PCR-based tagging of endogenous loci in C. albicans and C. auris.
SNF2 (C2_02100W_A) and NSI1 (C6_03550C_A) were MNase tagged in vivo with the MNase cassette PCR products following the protocol described by Lavoie et al. (33). The MNase cassettes were amplified using a 120-bp primer pair with 20 bp of vector sequences (forward [GGTCGACGGATCCCCGGGTT] and reverse [TCGATGAATTCGAGCTCGTT]) and 100 bp from SNF2 (C2_02100W_A) and NSI1 (C6_03550C_A) (Table S1). PCRs were performed in 50-μl volumes with 1 ng pFA-MNase plasmid and the Q5 high-fidelity polymerase (New England Biolabs). PCR thermocycling was executed as follows: (i) initial denaturing, 98°C for 30 s; (ii) 10 cycles with 1 cycle consisting of 98°C for 10 s, 50°C for 1 min, and 72°C for 3 min; and (iii) 25 cycles with 1 cycle consisting of 98°C for 30 s, 55°C for 1 min, and 72°C for 3 min. PCR products were used directly to transform the WT strain SN148 using a lithium acetate transformation protocol (54). Transformants were selected on selective plates, and positive colonies were analyzed by PCR to confirm the correct integration of the MNase tag. For C. auris, CauNSI1 (B9J08_003000) was MNase tagged in vivo with the MNase-SAT1 cassette as described for C. albicans with the exception that a reverse vector sequence of 24 bp was used (TCTGATATCATCGATGAATTCGAG).
ChEC-seq procedure.
For each ChEC experiment, saturated overnight cultures of C. albicans MNase tagged and free MNase strains were diluted to a starting OD600 of 0.1 in 50 ml YPD medium and grown at 30°C to an OD600 of 0.7 to 0.8. Cells were pelleted at 3,000 × g for 5 min and washed three times with 1 ml buffer A (15 mM Tris [pH 7.5], 80 mM KCl, 0.1 mM EGTA, 0.2 mM spermine, 0.5 mM spermidine, one tablet Roche cOmplete EDTA-free mini protease inhibitors, 1 mM phenylmethylsulfonyl fluoride [PMSF]). Cells were then resuspended in 800 μl buffer A containing 0.1% digitonin (Sigma) and permeabilized for 10 min at 30°C with shaking. MNase digestions were performed by adding CaCl2 to a final concentration of 5 mM and incubated for the indicated time at 30°C. At each time point, a total of 200-μl aliquots of the ChEC digestions were transferred to a tube containing 50 μl of 250 mM EGTA to quench MNase digestion. For each factor analyzed, the time point zero corresponds to a condition where MNase was not activated by CaCl2. Nucleic acids were extracted using MasterPure yeast DNA purification kit (Epicentre, MPY80200) according to the manufacturer’s instructions and resuspended in 50 μl of 10 mM Tris-HCl buffer, pH 8.0. RNAs were digested with 10 μg RNase A at 37°C for 20 min. To assess MNase activity, 5 μl of digested DNA of each ChEC time point (time after CaCl2 addition) was loaded on a 1.5% agarose gel. ChEC DNA was subjected to size selection using the Pippin Prep (SageScience) size selection system with a 2% agarose gel cassette, allowing the removal of multikilobase genomic DNA fragments and the enrichment of 100- to 400-bp DNA fragments. For C. auris, the ChEC procedure was the same as for C. albicans except that MNase activation was performed at 37°C.

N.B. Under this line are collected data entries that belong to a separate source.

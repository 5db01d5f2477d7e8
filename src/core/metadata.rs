// Copyright (c) 2026 Amunchain
// Licensed under the Apache License, Version 2.0 (the "License");
// you may not use this file except in compliance with the License.
// You may obtain a copy of the License at
//     http://www.apache.org/licenses/LICENSE-2.0
// Unless required by applicable law or agreed to in writing, software
// distributed under the License is distributed on an "AS IS" BASIS,
// WITHOUT WARRANTIES OR CONDITIONS OF ANY KIND, either express or implied.
// See the License for the specific language governing permissions and
// limitations under the License.

#![forbid(unsafe_code)]
#![warn(missing_docs)]

//! Static descriptors for categories of distributed data.
//!
//! The `category` string is the on-disk identity of a store: the same category always maps to
//! the same store directory, so names such as `"AuthorizedOracleNode"` or `"ChatMessage"` must
//! never be renamed without migrating the persisted data.

use serde::{Deserialize, Serialize};
use std::fmt;

/// Sentinel for "never expires".
pub const NO_TTL: i64 = -1;

/// 10 days.
pub const TTL_10_DAYS: i64 = 10 * 24 * 60 * 60 * 1000;
/// 15 days.
pub const TTL_15_DAYS: i64 = 15 * 24 * 60 * 60 * 1000;
/// 30 days.
pub const TTL_30_DAYS: i64 = 30 * 24 * 60 * 60 * 1000;

/// Default maximum entries per category store.
pub const MAX_ITEM_COUNT_10_000: usize = 10_000;
/// Default maximum payload size for one record.
pub const MAX_PAYLOAD_BYTES_DEFAULT: usize = 20_000;

/// Relative importance of a category. Ordered from lowest to highest.
#[derive(Clone, Copy, Debug, PartialEq, Eq, PartialOrd, Ord, Hash, Serialize, Deserialize)]
pub enum Priority {
    /// Low.
    Low,
    /// Normal.
    Normal,
    /// High.
    High,
    /// Highest.
    Highest,
}

impl Default for Priority {
    fn default() -> Self {
        Priority::Normal
    }
}

/// Immutable descriptor of a data category.
#[derive(Clone, Debug, PartialEq, Eq, Hash, Serialize, Deserialize)]
pub struct MetaData {
    /// Time to live in milliseconds, [`NO_TTL`] for unbounded.
    pub ttl_ms: i64,
    /// Maximum size of a single record payload.
    pub max_payload_bytes: usize,
    /// Maximum number of records kept for the category.
    pub max_item_count: usize,
    /// Category name; the registry key and the store directory name.
    pub category: String,
    /// Priority of the category.
    pub priority: Priority,
}

impl MetaData {
    /// Create metadata with default size bounds.
    pub fn new(category: impl Into<String>, ttl_ms: i64, priority: Priority) -> Self {
        Self {
            ttl_ms,
            max_payload_bytes: MAX_PAYLOAD_BYTES_DEFAULT,
            max_item_count: MAX_ITEM_COUNT_10_000,
            category: category.into(),
            priority,
        }
    }

    /// Override the per-record payload bound.
    pub fn with_max_payload_bytes(mut self, max: usize) -> Self {
        self.max_payload_bytes = max;
        self
    }

    /// Override the entry-count bound.
    pub fn with_max_item_count(mut self, max: usize) -> Self {
        self.max_item_count = max;
        self
    }

    /// TTL if the category expires at all.
    pub fn ttl(&self) -> Option<u64> {
        if self.ttl_ms < 0 {
            None
        } else {
            Some(self.ttl_ms as u64)
        }
    }

    /// True if a record created at `created_ms` is past its deadline at `now_ms`.
    pub fn is_expired(&self, created_ms: u64, now_ms: u64) -> bool {
        match self.ttl() {
            None => false,
            Some(ttl) => created_ms.saturating_add(ttl) < now_ms,
        }
    }
}

impl fmt::Display for MetaData {
    fn fmt(&self, f: &mut fmt::Formatter<'_>) -> fmt::Result {
        write!(f, "{}(ttl={}ms, priority={:?})", self.category, self.ttl_ms, self.priority)
    }
}
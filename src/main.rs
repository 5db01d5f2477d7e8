// Copyright (c) 2026 Amunchain
// Licensed under the Apache License, Version 2.0 (the "License");
// you may not use this file except in compliance with the License.
// You may obtain a copy of the License at
//     http://www.apache.org/licenses/LICENSE-2.0
// Unless required by applicable law or agreed to in writing, software
// distributed under the License is distributed on an "AS IS" BASIS,
// WITHOUT WARRANTIES OR CONDITIONS OF ANY KIND, either express or implied.
// See the License for the specific language governing permissions and
// limitations under the License.

#![forbid(unsafe_code)]
#![warn(missing_docs)]

//! meshdata node daemon.
//! Opens the data stores, runs the prune sweep and the metrics endpoint until ctrl-c.

use anyhow::Context;
use meshdata::{
    core::config::NodeConfig,
    monitoring::{http::MetricsServer, metrics::Metrics},
    networking::authorization::AuthorizationService,
    storage::{prune::PruneService, registry::Storage},
};
use std::{net::SocketAddr, path::Path, sync::Arc};
use tracing::{info, warn};
use tracing_subscriber::EnvFilter;

fn init_tracing() {
    let filter = EnvFilter::try_from_default_env().unwrap_or_else(|_| EnvFilter::new("info"));
    let json = std::env::var("MESHDATA_LOG_FORMAT").map(|v| v == "json").unwrap_or(false);
    let builder = tracing_subscriber::fmt().with_env_filter(filter).with_target(false).with_level(true);
    let _ = if json { builder.json().try_init() } else { builder.compact().try_init() };
}

fn load_config() -> anyhow::Result<NodeConfig> {
    let mut cfg = match std::env::var("MESHDATA_CONFIG") {
        Ok(path) => NodeConfig::load(Path::new(&path)).with_context(|| format!("loading config {path}"))?,
        Err(_) => NodeConfig::default(),
    };
    if let Ok(dir) = std::env::var("MESHDATA_DATA_DIR") {
        cfg.node.data_dir = dir;
    }
    cfg.validate().context("validating config")?;
    Ok(cfg)
}

#[tokio::main]
async fn main() -> anyhow::Result<()> {
    init_tracing();
    let cfg = load_config()?;

    info!(
        node = %cfg.node.name,
        data_dir = %cfg.node.data_dir,
        git_sha = option_env!("VERGEN_GIT_SHA").unwrap_or("unknown"),
        built = option_env!("VERGEN_BUILD_TIMESTAMP").unwrap_or("unknown"),
        "meshdata node starting"
    );

    let metrics = Arc::new(Metrics::new().context("metrics init")?);
    let storage = Arc::new(
        Storage::open(&cfg.node.data_dir, cfg.storage.clone(), metrics.clone())
            .context("opening storage")?,
    );
    let authorization = AuthorizationService::new(cfg.authorization.preferred.clone());
    info!(preferred = ?authorization.preferred(), "authorization token preference");

    let prune = PruneService::spawn(storage.clone(), cfg.storage.prune_interval());

    let addr: SocketAddr = cfg.http.listen_addr.parse().context("parsing http.listen_addr")?;
    let server = MetricsServer::spawn(addr, metrics.clone()).await.context("binding metrics endpoint")?;

    if let Err(e) = tokio::signal::ctrl_c().await {
        warn!(?e, "ctrl-c handler failed; shutting down");
    }
    info!("shutdown requested");

    prune.shutdown().await;
    server.shutdown().await;
    let storage_for_shutdown = storage.clone();
    tokio::task::spawn_blocking(move || storage_for_shutdown.shutdown_all())
        .await
        .context("store shutdown task")?;
    info!("meshdata node stopped");
    Ok(())
}
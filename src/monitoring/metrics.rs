// Copyright (c) 2026 Amunchain
// Licensed under the Apache License, Version 2.0 (the "License");
// you may not use this file except in compliance with the License.
// You may obtain a copy of the License at
//     http://www.apache.org/licenses/LICENSE-2.0
// Unless required by applicable law or agreed to in writing, software
// distributed under the License is distributed on an "AS IS" BASIS,
// WITHOUT WARRANTIES OR CONDITIONS OF ANY KIND, either express or implied.
// See the License for the specific language governing permissions and
// limitations under the License.

#![forbid(unsafe_code)]
#![warn(missing_docs)]

use prometheus::{IntCounter, IntCounterVec, IntGauge, Opts, Registry};
use thiserror::Error;

/// Metrics errors.
#[derive(Debug, Error)]
pub enum MetricsError {
    #[error("prometheus")]
    Prom,
}

/// Metrics container.
#[derive(Clone)]
pub struct Metrics {
    /// Registry.
    pub registry: Registry,

    /// Store `put` results by store family and outcome.
    pub store_put_total: IntCounterVec,
    /// Removed records by store family.
    pub store_removed_total: IntCounterVec,
    /// Refreshed records by store family.
    pub store_refreshed_total: IntCounterVec,
    /// TTL-pruned records by store family.
    pub store_pruned_total: IntCounterVec,
    /// Records evicted to make room for a stronger one.
    pub store_evicted_total: IntCounterVec,
    /// Open category stores.
    pub stores_open: IntGauge,
    /// Failed persistence batches.
    pub persistence_errors_total: IntCounter,

    /// Pings sent.
    pub keepalive_pings_sent_total: IntCounter,
    /// Matching pongs received.
    pub keepalive_pongs_received_total: IntCounter,
    /// Pongs whose nonce matched no outstanding ping.
    pub keepalive_pong_mismatch_total: IntCounter,
    /// Pings that timed out.
    pub keepalive_timeouts_total: IntCounter,
    /// Outstanding pings.
    pub keepalive_outstanding: IntGauge,
}

fn counter_vec(name: &str, help: &str, labels: &[&str]) -> Result<IntCounterVec, MetricsError> {
    IntCounterVec::new(Opts::new(name, help), labels).map_err(|_| MetricsError::Prom)
}

impl Metrics {
    /// Create and register metrics.
    pub fn new() -> Result<Self, MetricsError> {
        let registry = Registry::new();

        let store_put_total = counter_vec(
            "meshdata_store_put_total",
            "Store put results",
            &["store", "result"],
        )?;
        let store_removed_total =
            counter_vec("meshdata_store_removed_total", "Removed records", &["store"])?;
        let store_refreshed_total =
            counter_vec("meshdata_store_refreshed_total", "Refreshed records", &["store"])?;
        let store_pruned_total =
            counter_vec("meshdata_store_pruned_total", "Expired records pruned", &["store"])?;
        let store_evicted_total = counter_vec(
            "meshdata_store_evicted_total",
            "Records evicted for capacity",
            &["store"],
        )?;
        let stores_open = IntGauge::new("meshdata_stores_open", "Open category stores")
            .map_err(|_| MetricsError::Prom)?;
        let persistence_errors_total = IntCounter::new(
            "meshdata_persistence_errors_total",
            "Failed persistence batches",
        )
        .map_err(|_| MetricsError::Prom)?;

        let keepalive_pings_sent_total =
            IntCounter::new("meshdata_keepalive_pings_sent_total", "Pings sent")
                .map_err(|_| MetricsError::Prom)?;
        let keepalive_pongs_received_total =
            IntCounter::new("meshdata_keepalive_pongs_received_total", "Matching pongs received")
                .map_err(|_| MetricsError::Prom)?;
        let keepalive_pong_mismatch_total = IntCounter::new(
            "meshdata_keepalive_pong_mismatch_total",
            "Pongs without a matching ping",
        )
        .map_err(|_| MetricsError::Prom)?;
        let keepalive_timeouts_total =
            IntCounter::new("meshdata_keepalive_timeouts_total", "Ping timeouts")
                .map_err(|_| MetricsError::Prom)?;
        let keepalive_outstanding =
            IntGauge::new("meshdata_keepalive_outstanding", "Outstanding pings")
                .map_err(|_| MetricsError::Prom)?;

        registry
            .register(Box::new(store_put_total.clone()))
            .map_err(|_| MetricsError::Prom)?;
        registry
            .register(Box::new(store_removed_total.clone()))
            .map_err(|_| MetricsError::Prom)?;
        registry
            .register(Box::new(store_refreshed_total.clone()))
            .map_err(|_| MetricsError::Prom)?;
        registry
            .register(Box::new(store_pruned_total.clone()))
            .map_err(|_| MetricsError::Prom)?;
        registry
            .register(Box::new(store_evicted_total.clone()))
            .map_err(|_| MetricsError::Prom)?;
        registry
            .register(Box::new(stores_open.clone()))
            .map_err(|_| MetricsError::Prom)?;
        registry
            .register(Box::new(persistence_errors_total.clone()))
            .map_err(|_| MetricsError::Prom)?;

        registry
            .register(Box::new(keepalive_pings_sent_total.clone()))
            .map_err(|_| MetricsError::Prom)?;
        registry
            .register(Box::new(keepalive_pongs_received_total.clone()))
            .map_err(|_| MetricsError::Prom)?;
        registry
            .register(Box::new(keepalive_pong_mismatch_total.clone()))
            .map_err(|_| MetricsError::Prom)?;
        registry
            .register(Box::new(keepalive_timeouts_total.clone()))
            .map_err(|_| MetricsError::Prom)?;
        registry
            .register(Box::new(keepalive_outstanding.clone()))
            .map_err(|_| MetricsError::Prom)?;

        Ok(Self {
            registry,
            store_put_total,
            store_removed_total,
            store_refreshed_total,
            store_pruned_total,
            store_evicted_total,
            stores_open,
            persistence_errors_total,
            keepalive_pings_sent_total,
            keepalive_pongs_received_total,
            keepalive_pong_mismatch_total,
            keepalive_timeouts_total,
            keepalive_outstanding,
        })
    }
}
// Copyright (c) 2026 Amunchain
// Licensed under the Apache License, Version 2.0 (the "License");
// you may not use this file except in compliance with the License.
// You may obtain a copy of the License at
//     http://www.apache.org/licenses/LICENSE-2.0
// Unless required by applicable law or agreed to in writing, software
// distributed under the License is distributed on an "AS IS" BASIS,
// WITHOUT WARRANTIES OR CONDITIONS OF ANY KIND, either express or implied.
// See the License for the specific language governing permissions and
// limitations under the License.

#![forbid(unsafe_code)]
#![warn(missing_docs)]

//! Hash-cash proof of work used to authorize messages on a connection.
//!
//! The difficulty scales with the message's cost factor and the receiver's network load. The
//! challenge binds a proof to the receiving peer's address and a per-connection message
//! counter; a counter is accepted only once per connection.

use crate::core::types::sha256;
use serde::{Deserialize, Serialize};
use std::{
    collections::{HashMap, HashSet},
    sync::{Mutex, MutexGuard},
};
use tracing::{debug, info, warn};

/// Lower bound of the cost factor entering the difficulty.
pub const MIN_MESSAGE_COST: f64 = 0.01;
/// Lower bound of the load entering the difficulty.
pub const MIN_LOAD: f64 = 0.01;
/// Easiest accepted difficulty (2^7).
pub const MIN_DIFFICULTY: f64 = 128.0;
/// Hardest difficulty (2^16).
pub const MAX_DIFFICULTY: f64 = 65_536.0;
/// How far below the expected difficulty a proof may fall and still be accepted.
pub const DIFFICULTY_TOLERANCE: f64 = 50_000.0;

/// Difficulty for a message of `cost_factor` sent to a peer reporting `load`.
pub fn calculate_difficulty(cost_factor: f64, load: f64) -> f64 {
    let cost = cost_factor.clamp(MIN_MESSAGE_COST, 1.0);
    let load = load.clamp(MIN_LOAD, 1.0);
    (MAX_DIFFICULTY * cost + MAX_DIFFICULTY * load).clamp(MIN_DIFFICULTY, MAX_DIFFICULTY)
}

/// Challenge bound to the receiver's address and the message counter.
pub fn challenge(peer_address: &str, message_counter: i32) -> [u8; 32] {
    let mut buf = Vec::with_capacity(peer_address.len() + 4);
    buf.extend_from_slice(peer_address.as_bytes());
    buf.extend_from_slice(&message_counter.to_be_bytes());
    sha256(&buf)
}

/// Leading zero bits a hash must have to meet `difficulty`.
pub fn required_zero_bits(difficulty: f64) -> u32 {
    if difficulty <= 1.0 {
        return 0;
    }
    difficulty.log2().ceil() as u32
}

fn leading_zero_bits(hash: &[u8; 32]) -> u32 {
    let mut bits = 0;
    for b in hash {
        if *b == 0 {
            bits += 8;
        } else {
            bits += b.leading_zeros();
            break;
        }
    }
    bits
}

fn pow_hash(payload: &[u8], challenge: &[u8; 32], counter: u64) -> [u8; 32] {
    let mut buf = Vec::with_capacity(payload.len() + 32 + 8);
    buf.extend_from_slice(payload);
    buf.extend_from_slice(challenge);
    buf.extend_from_slice(&counter.to_be_bytes());
    sha256(&buf)
}

/// A solved hash-cash puzzle.
#[derive(Clone, Debug, PartialEq, Serialize, Deserialize)]
pub struct ProofOfWork {
    /// Bytes the work was done over.
    pub payload: Vec<u8>,
    /// Receiver-bound challenge.
    pub challenge: [u8; 32],
    /// Difficulty the minter claimed.
    pub difficulty: f64,
    /// Solution counter.
    pub counter: u64,
}

impl ProofOfWork {
    /// Search for a counter meeting `difficulty`.
    pub fn mint(payload: &[u8], challenge: [u8; 32], difficulty: f64) -> Self {
        let bits = required_zero_bits(difficulty);
        let mut counter = 0u64;
        while leading_zero_bits(&pow_hash(payload, &challenge, counter)) < bits {
            counter += 1;
        }
        Self { payload: payload.to_vec(), challenge, difficulty, counter }
    }

    /// True if the solution meets the claimed difficulty.
    pub fn verify(&self) -> bool {
        leading_zero_bits(&pow_hash(&self.payload, &self.challenge, self.counter))
            >= required_zero_bits(self.difficulty)
    }
}

/// Hash-cash authorization token.
#[derive(Clone, Debug, PartialEq, Serialize, Deserialize)]
pub struct HashCashToken {
    /// The proof.
    pub proof_of_work: ProofOfWork,
    /// Per-connection message counter the challenge was derived from.
    pub message_counter: i32,
}

/// Network load reported by this node, now and at the previous exchange.
#[derive(Clone, Copy, Debug, PartialEq)]
pub struct NetworkLoad {
    /// Current load in `[0, 1]`.
    pub current: f64,
    /// Load of the previous exchange, if one happened.
    pub previous: Option<f64>,
}

impl NetworkLoad {
    /// Load without history.
    pub fn current(load: f64) -> Self {
        Self { current: load, previous: None }
    }
}

/// Message bytes and cost factor a token is minted for.
#[derive(Clone, Copy, Debug)]
pub struct AuthorizedPayload<'a> {
    /// Canonical bytes of the message.
    pub bytes: &'a [u8],
    /// Message cost factor.
    pub cost_factor: f64,
}

/// Mints and checks hash-cash tokens and remembers used message counters per connection.
#[derive(Debug, Default)]
pub struct HashCashTokenService {
    received_counters: Mutex<HashMap<String, HashSet<i32>>>,
}

impl HashCashTokenService {
    /// New service without history.
    pub fn new() -> Self {
        Self::default()
    }

    fn counters(&self) -> MutexGuard<'_, HashMap<String, HashSet<i32>>> {
        match self.received_counters.lock() {
            Ok(g) => g,
            Err(p) => p.into_inner(),
        }
    }

    /// Mint a token for a message to `peer_address`, which reported `peer_load`.
    pub fn create_token(
        &self,
        payload: AuthorizedPayload<'_>,
        peer_load: f64,
        peer_address: &str,
        message_counter: i32,
    ) -> HashCashToken {
        let difficulty = calculate_difficulty(payload.cost_factor, peer_load);
        let proof_of_work =
            ProofOfWork::mint(payload.bytes, challenge(peer_address, message_counter), difficulty);
        debug!(difficulty, message_counter, "hash-cash token minted");
        HashCashToken { proof_of_work, message_counter }
    }

    /// Check a token received on `connection_id`, addressed to `my_address`.
    pub fn is_authorized(
        &self,
        payload: AuthorizedPayload<'_>,
        token: &HashCashToken,
        load: NetworkLoad,
        connection_id: &str,
        my_address: &str,
    ) -> bool {
        if !self.counters().entry(connection_id.to_string()).or_default().insert(token.message_counter) {
            warn!(connection = %connection_id, counter = token.message_counter, "proof of work reused");
            return false;
        }
        let pow = &token.proof_of_work;
        if pow.payload != payload.bytes {
            warn!(connection = %connection_id, "message does not match proof of work payload");
            return false;
        }
        if pow.challenge != challenge(my_address, token.message_counter) {
            warn!(connection = %connection_id, "invalid challenge");
            return false;
        }
        if !difficulty_acceptable(payload.cost_factor, pow.difficulty, load) {
            return false;
        }
        pow.verify()
    }

    /// Forget counters of a closed connection.
    pub fn on_disconnect(&self, connection_id: &str) {
        self.counters().remove(connection_id);
    }
}

fn difficulty_acceptable(cost_factor: f64, difficulty: f64, load: NetworkLoad) -> bool {
    let expected = calculate_difficulty(cost_factor, load.current);
    if difficulty >= expected {
        return true;
    }
    let missing = expected - difficulty;
    if missing <= DIFFICULTY_TOLERANCE {
        info!(expected, difficulty, "difficulty below current load expectation but tolerated");
        return true;
    }
    if let Some(previous) = load.previous {
        let expected_previous = calculate_difficulty(cost_factor, previous);
        if difficulty >= expected_previous || expected_previous - difficulty <= DIFFICULTY_TOLERANCE {
            debug!(expected_previous, difficulty, "difficulty matches previous load");
            return true;
        }
    }
    warn!(expected, difficulty, "difficulty outside tolerated range");
    false
}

Library preparation, next-generation sequencing (NGS), and peak calling.
The NEBNext Ultra II DNA Library Prep kit for Illumina was used to construct the ChEC-seq library following the manufacturer’s instruction. The quality, quantity, and size distribution of the libraries were determined using an Agilent bioanalyzer. A 50-bp single-end sequencing of DNAs was performed using an Illumina HiSeq 4000 sequencing system. Sequences were trimmed to remove adapters using TRIMMOMATIC with options “TRAILING:30” (55). Reads thus obtained were mapped to the C. albicans genome (Candida_albicans_SC5314 assembly 22) (56) using Bowtie2 with “-q --phred33 --no-unal” options (57). Peaks were determined using MACS2 algorithm (58) with options “-BAM -nomodel-extsize 200-keep-dup all.” MACS2 outputs BED6+4 format files that contain the peak locations (narrowPeak) and peak summit locations for each peak. The biological replicates were merged into single samples, retaining all high-confidence peaks (q-value cutoff = 0.05) from all replicates. Read alignment, peaks, and track visualization using bedgraph files were performed as previously described (20, 44). BigWig files were also generated to visualize the different ChEC-seq tracks on the Integrative Genomics Viewer (IGV) (https://igv.org) interface. cis-Regulatory motif enrichment was assessed in the top high-scoring 1,000 peaks for both Nsi1 and Snf2 using MEME-ChIP software (59).
Data availability.
The sequences of plasmids pFA-MNase-CaHIS1, pFA-MNase-CaARG4, pFA-MNase-CaURA3, and pFA-MNase-SAT1 have been submitted to GenBank and have been assigned the following accession numbers: MT181237, MT181238, MT181239, and MT223485. All ChEC-seq data generated in this study were submitted to GEO database under the accession number GSE150063.
ACKNOWLEDGMENTS
We thank Benjamin Albert and David Shore (University of Geneva) for sharing reagents and their technical guidance regarding the ChEC protocol. We thank Senthil Kumar Duraikannu Kailasam (Canadian Centre for Computational Genomics, McGill University) for his valuable assistance with the ChEC-seq data processing and analysis.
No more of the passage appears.